#### RECORDS FOR THIS EXERCISE ####
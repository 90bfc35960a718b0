//! Shared test doubles: a range-aware wiremock responder, scripted
//! in-process transports for failure injection, and body builders.

#![allow(dead_code)]

use std::io::Cursor;
use std::pin::Pin;
use std::sync::atomic::{AtomicUsize, Ordering};
use std::sync::Mutex;
use std::task::{Context, Poll};
use std::time::Duration;

use blobfetch::transport::{
    parse_range_header, Body, Request, Response, Transport, TransportError,
};
use reqwest::header::{HeaderMap, HeaderName, HeaderValue, RANGE};
use reqwest::{Method, StatusCode};
use tokio::io::{AsyncRead, AsyncReadExt, ReadBuf};
use wiremock::{Respond, ResponseTemplate};

/// Installs the env-filtered fmt subscriber; repeat calls are no-ops.
pub fn init_tracing() {
    let filter = tracing_subscriber::EnvFilter::try_from_default_env()
        .unwrap_or_else(|_| tracing_subscriber::EnvFilter::new("info"));
    let _ = tracing_subscriber::fmt().with_env_filter(filter).try_init();
}

/// Deterministic pseudo-content of a given size.
pub fn payload(size: usize) -> Vec<u8> {
    (0..size).map(|i| (i % 251) as u8).collect()
}

/// Reads a response body to completion.
pub async fn read_body(mut body: Body) -> std::io::Result<Vec<u8>> {
    let mut bytes = Vec::new();
    body.read_to_end(&mut bytes).await?;
    Ok(bytes)
}

// ==================== wiremock responder ====================

/// Serves a fixed payload the way a range-capable origin would: `206`
/// slices for single-range requests, a full `200` otherwise. `HEAD`
/// requests get the full-body template so the advertised
/// `Content-Length` matches the real size.
pub struct RangeResponder {
    data: Vec<u8>,
    advertise_ranges: bool,
    extra_headers: Vec<(String, String)>,
    delay: Option<Duration>,
}

impl RangeResponder {
    pub fn new(data: Vec<u8>) -> Self {
        Self {
            data,
            advertise_ranges: true,
            extra_headers: Vec::new(),
            delay: None,
        }
    }

    /// Stops advertising `Accept-Ranges: bytes`.
    pub fn without_range_support(mut self) -> Self {
        self.advertise_ranges = false;
        self
    }

    pub fn with_header(mut self, name: &str, value: &str) -> Self {
        self.extra_headers.push((name.to_string(), value.to_string()));
        self
    }

    /// Delays range (`206`) responses only; probes and plain GETs stay
    /// fast so tests can overlap sub-request transfers deterministically.
    pub fn with_delay(mut self, delay: Duration) -> Self {
        self.delay = Some(delay);
        self
    }
}

impl Respond for RangeResponder {
    fn respond(&self, request: &wiremock::Request) -> ResponseTemplate {
        let total = self.data.len() as u64;
        let range = request
            .headers
            .get("range")
            .and_then(|v| v.to_str().ok())
            .and_then(parse_range_header);

        let mut template = match range {
            Some((start, end)) if request.method.as_str() == "GET" && start < total => {
                let end = end.unwrap_or(total - 1).min(total - 1);
                let slice = self.data[start as usize..=end as usize].to_vec();
                let mut template = ResponseTemplate::new(206)
                    .insert_header(
                        "Content-Range",
                        format!("bytes {start}-{end}/{total}").as_str(),
                    )
                    .set_body_bytes(slice);
                if let Some(delay) = self.delay {
                    template = template.set_delay(delay);
                }
                template
            }
            _ => ResponseTemplate::new(200).set_body_bytes(self.data.clone()),
        };

        if self.advertise_ranges {
            template = template.insert_header("Accept-Ranges", "bytes");
        }
        for (name, value) in &self.extra_headers {
            template = template.insert_header(name.as_str(), value.as_str());
        }
        template
    }
}

// ==================== in-process transports ====================

/// Builds a header map from string pairs, panicking on invalid input.
pub fn header_map(pairs: &[(&str, &str)]) -> HeaderMap {
    let mut headers = HeaderMap::new();
    for (name, value) in pairs {
        headers.insert(
            HeaderName::from_bytes(name.as_bytes()).unwrap(),
            HeaderValue::from_str(value).unwrap(),
        );
    }
    headers
}

/// Builds a response with an in-memory body.
pub fn scripted_response(status: u16, pairs: &[(&str, &str)], body: Body) -> Response {
    Response {
        status: StatusCode::from_u16(status).unwrap(),
        headers: header_map(pairs),
        body,
    }
}

pub fn body_from(bytes: Vec<u8>) -> Body {
    Box::new(Cursor::new(bytes))
}

/// A body delivering `data[..good]` and then a `ConnectionReset` error.
pub fn failing_body(data: Vec<u8>, good: usize) -> Body {
    Box::new(FailingBody {
        data,
        pos: 0,
        good,
    })
}

struct FailingBody {
    data: Vec<u8>,
    pos: usize,
    good: usize,
}

impl AsyncRead for FailingBody {
    fn poll_read(
        self: Pin<&mut Self>,
        _cx: &mut Context<'_>,
        buf: &mut ReadBuf<'_>,
    ) -> Poll<std::io::Result<()>> {
        let this = self.get_mut();
        if this.pos >= this.good {
            return Poll::Ready(Err(std::io::Error::new(
                std::io::ErrorKind::ConnectionReset,
                "injected mid-stream failure",
            )));
        }
        let n = buf.remaining().min(this.good - this.pos);
        buf.put_slice(&this.data[this.pos..this.pos + n]);
        this.pos += n;
        Poll::Ready(Ok(()))
    }
}

/// A transport scripted by a closure over (request, call index), with
/// every request recorded for later assertions.
pub struct ScriptedTransport {
    #[allow(clippy::type_complexity)]
    handler: Box<dyn Fn(&Request, usize) -> Result<Response, TransportError> + Send + Sync>,
    calls: AtomicUsize,
    requests: Mutex<Vec<Request>>,
}

impl ScriptedTransport {
    pub fn new(
        handler: impl Fn(&Request, usize) -> Result<Response, TransportError> + Send + Sync + 'static,
    ) -> Self {
        Self {
            handler: Box::new(handler),
            calls: AtomicUsize::new(0),
            requests: Mutex::new(Vec::new()),
        }
    }

    pub fn calls(&self) -> usize {
        self.calls.load(Ordering::SeqCst)
    }

    pub fn recorded(&self) -> Vec<Request> {
        self.requests.lock().unwrap().clone()
    }
}

#[async_trait::async_trait]
impl Transport for ScriptedTransport {
    async fn round_trip(&self, request: Request) -> Result<Response, TransportError> {
        let call = self.calls.fetch_add(1, Ordering::SeqCst);
        self.requests.lock().unwrap().push(request.clone());
        (self.handler)(&request, call)
    }
}

/// Wraps a transport and tracks ranged GETs: the peak number
/// concurrently in flight, and how many ran to completion. The body is
/// buffered inside `round_trip` so both counts cover the whole
/// transfer, not just the headers.
pub struct CountingTransport<T> {
    inner: T,
    in_flight: AtomicUsize,
    max_in_flight: AtomicUsize,
    completed: AtomicUsize,
}

impl<T> CountingTransport<T> {
    pub fn new(inner: T) -> Self {
        Self {
            inner,
            in_flight: AtomicUsize::new(0),
            max_in_flight: AtomicUsize::new(0),
            completed: AtomicUsize::new(0),
        }
    }

    pub fn max_in_flight(&self) -> usize {
        self.max_in_flight.load(Ordering::SeqCst)
    }

    pub fn completed_range_gets(&self) -> usize {
        self.completed.load(Ordering::SeqCst)
    }
}

#[async_trait::async_trait]
impl<T: Transport> Transport for CountingTransport<T> {
    async fn round_trip(&self, request: Request) -> Result<Response, TransportError> {
        if request.method != Method::GET || !request.headers.contains_key(RANGE) {
            return self.inner.round_trip(request).await;
        }

        let now = self.in_flight.fetch_add(1, Ordering::SeqCst) + 1;
        self.max_in_flight.fetch_max(now, Ordering::SeqCst);

        let result = async {
            let response = self.inner.round_trip(request).await?;
            let bytes = read_body(response.body)
                .await
                .map_err(|e| TransportError::io("buffering counted response", e))?;
            Ok(Response {
                status: response.status,
                headers: response.headers,
                body: body_from(bytes),
            })
        }
        .await;

        self.in_flight.fetch_sub(1, Ordering::SeqCst);
        if result.is_ok() {
            self.completed.fetch_add(1, Ordering::SeqCst);
        }
        result
    }
}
####
Find the lines above that include the string "recorded" and copy them.

■ ANSWER SECTION:
/// every request recorded for later assertions.
    pub fn recorded(&self) -> Vec<Request> {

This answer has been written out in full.